### WORK INSTRUCTION
In the records below, find the line holding "let mut hasher = Blake2b256::new();" and the line holding "32-byte secret seed.". Set down both, with every line between them, exactly.

Saved entries
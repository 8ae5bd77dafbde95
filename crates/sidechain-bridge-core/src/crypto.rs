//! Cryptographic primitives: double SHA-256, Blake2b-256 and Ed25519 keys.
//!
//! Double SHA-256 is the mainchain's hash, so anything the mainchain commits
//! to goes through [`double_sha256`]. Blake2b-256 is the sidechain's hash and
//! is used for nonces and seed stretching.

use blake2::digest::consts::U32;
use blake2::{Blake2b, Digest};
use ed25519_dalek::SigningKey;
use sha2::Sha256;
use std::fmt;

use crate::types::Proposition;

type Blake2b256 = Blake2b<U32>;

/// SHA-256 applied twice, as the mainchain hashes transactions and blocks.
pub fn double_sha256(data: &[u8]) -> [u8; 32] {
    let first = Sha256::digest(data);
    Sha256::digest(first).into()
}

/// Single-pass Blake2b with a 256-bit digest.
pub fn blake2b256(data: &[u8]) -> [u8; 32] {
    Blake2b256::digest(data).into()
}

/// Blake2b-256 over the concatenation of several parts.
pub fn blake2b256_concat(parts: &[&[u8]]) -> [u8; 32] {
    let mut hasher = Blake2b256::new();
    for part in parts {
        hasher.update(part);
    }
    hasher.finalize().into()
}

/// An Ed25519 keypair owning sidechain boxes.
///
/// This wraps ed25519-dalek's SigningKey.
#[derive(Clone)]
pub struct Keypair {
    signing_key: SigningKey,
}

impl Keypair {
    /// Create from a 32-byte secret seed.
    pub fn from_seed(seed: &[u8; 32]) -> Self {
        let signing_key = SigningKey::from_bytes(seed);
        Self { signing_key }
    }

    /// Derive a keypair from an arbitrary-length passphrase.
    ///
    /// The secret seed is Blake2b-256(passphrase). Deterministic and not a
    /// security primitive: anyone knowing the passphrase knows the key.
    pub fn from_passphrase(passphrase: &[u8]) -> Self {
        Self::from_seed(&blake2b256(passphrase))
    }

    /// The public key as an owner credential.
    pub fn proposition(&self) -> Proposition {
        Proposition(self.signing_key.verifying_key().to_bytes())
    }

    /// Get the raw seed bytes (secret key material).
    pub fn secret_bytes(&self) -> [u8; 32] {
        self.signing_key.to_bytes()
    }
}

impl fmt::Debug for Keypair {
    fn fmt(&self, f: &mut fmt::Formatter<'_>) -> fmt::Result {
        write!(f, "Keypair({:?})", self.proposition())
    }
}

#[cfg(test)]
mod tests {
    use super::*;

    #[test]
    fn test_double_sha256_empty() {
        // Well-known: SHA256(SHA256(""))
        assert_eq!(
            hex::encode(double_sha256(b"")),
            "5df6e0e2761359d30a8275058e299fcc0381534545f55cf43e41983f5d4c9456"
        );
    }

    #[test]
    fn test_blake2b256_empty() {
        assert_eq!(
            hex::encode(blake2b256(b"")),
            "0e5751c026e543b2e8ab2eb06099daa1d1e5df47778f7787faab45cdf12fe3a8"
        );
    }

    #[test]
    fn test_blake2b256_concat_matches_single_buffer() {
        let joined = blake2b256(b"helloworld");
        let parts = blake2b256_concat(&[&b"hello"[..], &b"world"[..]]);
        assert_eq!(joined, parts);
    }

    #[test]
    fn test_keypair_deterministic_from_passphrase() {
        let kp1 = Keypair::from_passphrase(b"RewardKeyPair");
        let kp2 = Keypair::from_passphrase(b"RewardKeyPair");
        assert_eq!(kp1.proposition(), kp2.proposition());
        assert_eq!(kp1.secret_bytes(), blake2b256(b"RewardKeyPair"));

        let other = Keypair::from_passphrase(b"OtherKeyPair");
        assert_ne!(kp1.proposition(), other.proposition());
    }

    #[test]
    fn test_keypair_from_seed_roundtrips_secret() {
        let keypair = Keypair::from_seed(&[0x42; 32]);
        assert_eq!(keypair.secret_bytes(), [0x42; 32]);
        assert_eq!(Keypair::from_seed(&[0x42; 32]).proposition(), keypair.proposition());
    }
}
* * *
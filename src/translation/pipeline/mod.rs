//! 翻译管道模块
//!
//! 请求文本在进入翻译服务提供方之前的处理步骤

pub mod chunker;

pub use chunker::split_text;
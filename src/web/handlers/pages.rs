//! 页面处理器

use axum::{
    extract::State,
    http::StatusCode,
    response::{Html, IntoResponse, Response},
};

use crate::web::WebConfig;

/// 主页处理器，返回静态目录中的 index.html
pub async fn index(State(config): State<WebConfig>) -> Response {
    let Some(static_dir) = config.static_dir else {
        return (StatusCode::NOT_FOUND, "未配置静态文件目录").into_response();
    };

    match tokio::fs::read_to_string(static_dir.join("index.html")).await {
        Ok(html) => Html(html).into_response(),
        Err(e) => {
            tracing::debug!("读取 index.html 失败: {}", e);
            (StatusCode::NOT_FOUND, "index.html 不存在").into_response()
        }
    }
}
* * *
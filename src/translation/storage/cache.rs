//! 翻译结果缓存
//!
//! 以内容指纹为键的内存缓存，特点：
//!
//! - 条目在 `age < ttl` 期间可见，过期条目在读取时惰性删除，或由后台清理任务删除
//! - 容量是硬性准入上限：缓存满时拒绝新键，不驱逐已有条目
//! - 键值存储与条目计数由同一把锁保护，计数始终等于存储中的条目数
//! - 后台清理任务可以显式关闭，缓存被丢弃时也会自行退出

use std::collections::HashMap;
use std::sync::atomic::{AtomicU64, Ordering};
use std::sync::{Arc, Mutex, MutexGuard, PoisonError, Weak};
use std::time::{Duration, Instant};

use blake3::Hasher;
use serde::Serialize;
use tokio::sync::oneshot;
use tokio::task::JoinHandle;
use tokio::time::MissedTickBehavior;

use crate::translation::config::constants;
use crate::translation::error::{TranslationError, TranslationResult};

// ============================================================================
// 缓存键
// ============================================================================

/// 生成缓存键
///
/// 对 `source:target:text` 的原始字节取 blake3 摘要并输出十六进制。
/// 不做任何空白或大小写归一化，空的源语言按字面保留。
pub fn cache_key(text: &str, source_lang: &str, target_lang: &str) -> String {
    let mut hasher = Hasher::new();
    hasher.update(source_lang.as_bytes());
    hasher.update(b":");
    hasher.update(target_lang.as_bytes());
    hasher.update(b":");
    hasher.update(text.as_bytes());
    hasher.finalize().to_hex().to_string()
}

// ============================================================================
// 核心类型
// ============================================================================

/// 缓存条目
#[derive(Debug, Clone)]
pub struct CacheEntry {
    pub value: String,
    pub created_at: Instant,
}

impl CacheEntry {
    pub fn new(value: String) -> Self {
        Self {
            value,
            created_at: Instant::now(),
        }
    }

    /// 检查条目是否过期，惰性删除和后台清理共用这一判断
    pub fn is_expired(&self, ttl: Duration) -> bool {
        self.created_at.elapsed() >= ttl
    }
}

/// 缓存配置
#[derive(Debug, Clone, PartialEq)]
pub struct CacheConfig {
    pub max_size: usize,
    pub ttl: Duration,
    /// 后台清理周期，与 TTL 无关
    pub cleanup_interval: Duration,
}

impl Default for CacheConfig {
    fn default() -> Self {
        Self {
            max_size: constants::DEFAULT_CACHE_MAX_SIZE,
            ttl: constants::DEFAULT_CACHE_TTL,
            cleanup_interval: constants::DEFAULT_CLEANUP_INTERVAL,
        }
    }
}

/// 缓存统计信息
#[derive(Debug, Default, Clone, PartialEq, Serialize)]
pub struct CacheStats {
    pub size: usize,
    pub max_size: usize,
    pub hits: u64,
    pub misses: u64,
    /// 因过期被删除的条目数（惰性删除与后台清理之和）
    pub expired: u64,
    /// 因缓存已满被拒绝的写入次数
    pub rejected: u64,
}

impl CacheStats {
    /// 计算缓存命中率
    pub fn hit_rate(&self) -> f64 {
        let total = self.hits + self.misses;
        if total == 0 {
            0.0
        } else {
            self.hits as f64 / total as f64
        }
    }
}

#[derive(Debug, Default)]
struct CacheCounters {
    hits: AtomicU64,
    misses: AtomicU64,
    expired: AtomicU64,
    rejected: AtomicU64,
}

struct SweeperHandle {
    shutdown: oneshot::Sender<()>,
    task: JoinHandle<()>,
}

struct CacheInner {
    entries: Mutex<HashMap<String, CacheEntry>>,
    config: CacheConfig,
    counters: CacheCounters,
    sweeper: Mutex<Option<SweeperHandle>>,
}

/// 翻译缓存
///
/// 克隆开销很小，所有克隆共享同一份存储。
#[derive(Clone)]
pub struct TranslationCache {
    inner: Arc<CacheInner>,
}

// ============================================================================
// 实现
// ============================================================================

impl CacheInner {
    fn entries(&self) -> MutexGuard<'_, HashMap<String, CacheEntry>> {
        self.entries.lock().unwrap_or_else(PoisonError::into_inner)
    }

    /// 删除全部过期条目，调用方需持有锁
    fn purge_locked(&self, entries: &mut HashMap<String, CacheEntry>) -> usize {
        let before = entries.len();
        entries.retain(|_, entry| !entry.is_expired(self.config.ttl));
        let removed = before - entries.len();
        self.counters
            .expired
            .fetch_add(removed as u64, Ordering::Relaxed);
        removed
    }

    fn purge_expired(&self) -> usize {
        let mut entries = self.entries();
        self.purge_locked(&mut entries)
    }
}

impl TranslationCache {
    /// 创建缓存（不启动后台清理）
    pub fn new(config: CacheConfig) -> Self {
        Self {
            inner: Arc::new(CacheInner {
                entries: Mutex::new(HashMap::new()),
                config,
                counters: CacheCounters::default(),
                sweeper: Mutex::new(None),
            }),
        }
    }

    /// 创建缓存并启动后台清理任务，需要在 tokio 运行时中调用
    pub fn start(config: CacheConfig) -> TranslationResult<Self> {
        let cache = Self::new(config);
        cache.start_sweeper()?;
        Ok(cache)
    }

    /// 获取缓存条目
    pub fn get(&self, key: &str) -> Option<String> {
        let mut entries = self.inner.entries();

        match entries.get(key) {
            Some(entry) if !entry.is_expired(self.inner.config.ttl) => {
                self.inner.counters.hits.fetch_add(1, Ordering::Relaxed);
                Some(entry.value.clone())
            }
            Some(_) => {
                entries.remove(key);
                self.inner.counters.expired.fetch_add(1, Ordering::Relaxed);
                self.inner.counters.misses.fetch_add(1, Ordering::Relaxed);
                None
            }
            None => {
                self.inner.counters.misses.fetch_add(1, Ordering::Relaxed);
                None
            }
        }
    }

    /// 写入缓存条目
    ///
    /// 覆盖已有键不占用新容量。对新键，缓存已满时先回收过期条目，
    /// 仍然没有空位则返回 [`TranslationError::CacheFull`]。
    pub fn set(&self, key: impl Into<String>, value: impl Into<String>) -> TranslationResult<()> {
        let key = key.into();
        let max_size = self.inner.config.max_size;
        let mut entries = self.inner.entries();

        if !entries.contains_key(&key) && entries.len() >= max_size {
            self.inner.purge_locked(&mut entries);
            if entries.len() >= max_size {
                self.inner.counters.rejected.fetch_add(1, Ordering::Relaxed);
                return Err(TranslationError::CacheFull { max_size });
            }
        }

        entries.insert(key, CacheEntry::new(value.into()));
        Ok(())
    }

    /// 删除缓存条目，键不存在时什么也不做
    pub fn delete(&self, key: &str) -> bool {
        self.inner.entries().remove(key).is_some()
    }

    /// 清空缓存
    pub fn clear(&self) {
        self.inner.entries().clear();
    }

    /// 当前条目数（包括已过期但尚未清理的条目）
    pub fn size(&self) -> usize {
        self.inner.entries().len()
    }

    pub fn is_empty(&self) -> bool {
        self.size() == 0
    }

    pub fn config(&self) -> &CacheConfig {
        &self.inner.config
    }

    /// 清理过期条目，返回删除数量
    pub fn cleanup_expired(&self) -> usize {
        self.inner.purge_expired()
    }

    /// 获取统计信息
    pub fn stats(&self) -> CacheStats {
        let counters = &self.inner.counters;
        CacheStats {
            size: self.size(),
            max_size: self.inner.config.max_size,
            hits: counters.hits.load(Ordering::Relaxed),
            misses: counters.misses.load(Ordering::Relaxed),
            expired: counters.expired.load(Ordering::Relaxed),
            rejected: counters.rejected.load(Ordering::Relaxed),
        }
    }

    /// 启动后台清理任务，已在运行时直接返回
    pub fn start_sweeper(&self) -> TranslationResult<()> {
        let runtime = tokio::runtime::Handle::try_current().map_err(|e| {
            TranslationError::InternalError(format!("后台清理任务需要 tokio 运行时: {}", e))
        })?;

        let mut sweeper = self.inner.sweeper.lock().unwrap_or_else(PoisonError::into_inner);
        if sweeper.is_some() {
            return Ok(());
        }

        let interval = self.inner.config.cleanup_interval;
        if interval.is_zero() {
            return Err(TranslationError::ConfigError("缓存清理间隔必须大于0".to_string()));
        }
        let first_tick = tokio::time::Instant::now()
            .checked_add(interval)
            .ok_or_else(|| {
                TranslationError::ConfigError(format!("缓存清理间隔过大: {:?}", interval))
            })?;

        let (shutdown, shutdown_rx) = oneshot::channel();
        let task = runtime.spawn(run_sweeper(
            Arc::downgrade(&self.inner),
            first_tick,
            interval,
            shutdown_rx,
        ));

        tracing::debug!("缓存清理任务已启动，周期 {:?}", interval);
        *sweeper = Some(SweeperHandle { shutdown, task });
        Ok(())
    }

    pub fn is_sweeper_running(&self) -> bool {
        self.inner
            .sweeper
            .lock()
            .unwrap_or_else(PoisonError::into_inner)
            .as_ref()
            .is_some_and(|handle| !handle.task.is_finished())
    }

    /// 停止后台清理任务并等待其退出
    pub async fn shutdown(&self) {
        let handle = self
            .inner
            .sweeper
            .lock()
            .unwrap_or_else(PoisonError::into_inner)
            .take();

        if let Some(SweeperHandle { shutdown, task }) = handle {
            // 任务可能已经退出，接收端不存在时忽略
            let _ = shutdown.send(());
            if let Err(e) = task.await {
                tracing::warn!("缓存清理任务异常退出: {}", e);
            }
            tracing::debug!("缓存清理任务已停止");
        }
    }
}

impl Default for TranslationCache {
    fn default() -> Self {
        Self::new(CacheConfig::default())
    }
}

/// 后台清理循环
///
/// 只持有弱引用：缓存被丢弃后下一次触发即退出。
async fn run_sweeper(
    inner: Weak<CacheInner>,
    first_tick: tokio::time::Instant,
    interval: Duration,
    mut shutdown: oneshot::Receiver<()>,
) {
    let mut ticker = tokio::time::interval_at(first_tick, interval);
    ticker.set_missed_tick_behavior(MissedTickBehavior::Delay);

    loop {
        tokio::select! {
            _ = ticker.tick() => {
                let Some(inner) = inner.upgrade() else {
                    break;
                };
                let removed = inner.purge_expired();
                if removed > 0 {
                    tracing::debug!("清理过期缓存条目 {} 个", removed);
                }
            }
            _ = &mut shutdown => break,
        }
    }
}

### ANSWER SPACE
    let mut hasher = Blake2b256::new();
    for part in parts {
        hasher.update(part);
    }
    hasher.finalize().into()
}

/// An Ed25519 keypair owning sidechain boxes.
///
/// This wraps ed25519-dalek's SigningKey.
#[derive(Clone)]
pub struct Keypair {
    signing_key: SigningKey,
}

impl Keypair {
    /// Create from a 32-byte secret seed.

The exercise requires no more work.